[DATA FOR THIS EXERCISE]:

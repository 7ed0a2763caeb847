pub mod cloning;
pub mod ingestion;
pub mod query;
pub mod resolver;

pub use cloning::{CloneConfig, GitCloner, RepoAcquirer};
pub use ingestion::{FsIngestor, IngestionResult, RepoIngestor};
pub use query::{RepoSource, ResolvedQuery};
pub use resolver::{resolve_query, DEFAULT_MAX_FILE_SIZE};
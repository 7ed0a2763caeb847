use axum::{
    extract::{Query, State},
    Json,
};
use serde::{Deserialize, Serialize};

use crate::{
    api_state::ApiState,
    error::ApiError,
    routes::ingest::{run_ingest_pipeline, IngestRequest},
};

#[derive(Debug, Deserialize)]
pub struct SummaryParams {
    pub source: String,
    pub branch: Option<String>,
}

/// Summary-only view of a full ingestion result.
#[derive(Debug, Serialize)]
pub struct SummaryResponse {
    pub source: String,
    pub summary: String,
    pub repository: String,
    pub branch: String,
}

/// Runs the full pipeline but exposes only the summary. An underlying
/// failure becomes an error response, never a partial summary.
pub async fn get_repository_summary(
    State(state): State<ApiState>,
    Query(params): Query<SummaryParams>,
) -> Result<Json<SummaryResponse>, ApiError> {
    let body = IngestRequest {
        source: params.source.clone(),
        max_file_size: None,
        include_patterns: None,
        exclude_patterns: None,
        branch: params.branch,
    };

    let response = run_ingest_pipeline(&state, body).await?;

    if !response.success {
        return Err(ApiError::Validation(
            response
                .error
                .unwrap_or_else(|| "ingestion failed".to_owned()),
        ));
    }

    let data = response
        .data
        .ok_or_else(|| ApiError::Internal("successful response missing data".to_owned()))?;
    let metadata = response
        .metadata
        .ok_or_else(|| ApiError::Internal("successful response missing metadata".to_owned()))?;

    Ok(Json(SummaryResponse {
        source: params.source,
        summary: data.summary,
        repository: metadata.repository,
        branch: metadata.branch,
    }))
}
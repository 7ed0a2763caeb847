use api_state::ApiState;
use axum::{
    extract::{DefaultBodyLimit, FromRef},
    middleware::from_fn_with_state,
    routing::{get, post},
    Router,
};
use middleware_rate_limit::{ingest_rate_limit, summary_rate_limit};
use routes::{
    health::health,
    ingest::{ingest_repository, ingest_repository_get},
    summary::get_repository_summary,
};

pub mod api_state;
pub mod error;
pub mod middleware_rate_limit;
pub mod routes;

/// Router for API functionality, version 1
pub fn api_routes_v1<S>(app_state: &ApiState) -> Router<S>
where
    S: Clone + Send + Sync + 'static,
    ApiState: FromRef<S>,
{
    // Liveness endpoint, never rate limited
    let public = Router::new().route("/health", get(health));

    // Full ingestion endpoints share one quota; the lightweight summary
    // endpoint gets its own, more generous one.
    let full = Router::new()
        .route(
            "/ingest",
            post(ingest_repository)
                .get(ingest_repository_get)
                .layer(DefaultBodyLimit::max(
                    app_state.config.ingest_max_body_bytes,
                )),
        )
        .route_layer(from_fn_with_state(app_state.clone(), ingest_rate_limit));

    let summary = Router::new()
        .route("/ingest/summary", get(get_repository_summary))
        .route_layer(from_fn_with_state(app_state.clone(), summary_rate_limit));

    public.merge(full).merge(summary)
}
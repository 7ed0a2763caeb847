use std::path::PathBuf;
use std::time::Duration;

use async_trait::async_trait;
use common::error::AppError;
use tokio::process::Command;
use tracing::{debug, info};

/// Parameters for making a remote repository locally available.
#[derive(Debug, Clone, PartialEq, Eq)]
pub struct CloneConfig {
    pub url: String,
    pub branch: Option<String>,
    pub dest: PathBuf,
}

/// Seam for the acquisition step so tests can observe or stub it.
#[async_trait]
pub trait RepoAcquirer: Send + Sync {
    async fn acquire(&self, config: &CloneConfig) -> Result<(), AppError>;
}

/// Shallow single-branch clone through the `git` CLI, time-bounded.
/// The child process is killed when the timeout fires.
pub struct GitCloner {
    timeout: Duration,
}

impl GitCloner {
    pub fn new(timeout: Duration) -> Self {
        Self { timeout }
    }
}

#[async_trait]
impl RepoAcquirer for GitCloner {
    async fn acquire(&self, config: &CloneConfig) -> Result<(), AppError> {
        if let Some(parent) = config.dest.parent() {
            tokio::fs::create_dir_all(parent).await?;
        }

        let mut cmd = Command::new("git");
        cmd.args(["clone", "--single-branch", "--depth", "1"]);
        if let Some(branch) = &config.branch {
            cmd.args(["--branch", branch]);
        }
        cmd.arg(&config.url);
        cmd.arg(&config.dest);
        cmd.kill_on_drop(true);

        debug!(url = %config.url, dest = %config.dest.display(), "starting clone");

        let output = tokio::time::timeout(self.timeout, cmd.output())
            .await
            .map_err(|_| {
                AppError::Acquisition(format!(
                    "clone of {} timed out after {}s",
                    config.url,
                    self.timeout.as_secs()
                ))
            })?
            .map_err(|e| AppError::Acquisition(format!("failed to run git: {e}")))?;

        if !output.status.success() {
            let stderr = String::from_utf8_lossy(&output.stderr);
            return Err(AppError::Acquisition(format!(
                "git clone of {} failed: {}",
                config.url,
                stderr.trim()
            )));
        }

        info!(url = %config.url, "clone finished");
        Ok(())
    }
}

[TASK GOAL]:
If a line above holds the string "Internal", copy it out.

[EXERCISE RESPONSE]:
        .ok_or_else(|| ApiError::Internal("successful response missing data".to_owned()))?;
        .ok_or_else(|| ApiError::Internal("successful response missing metadata".to_owned()))?;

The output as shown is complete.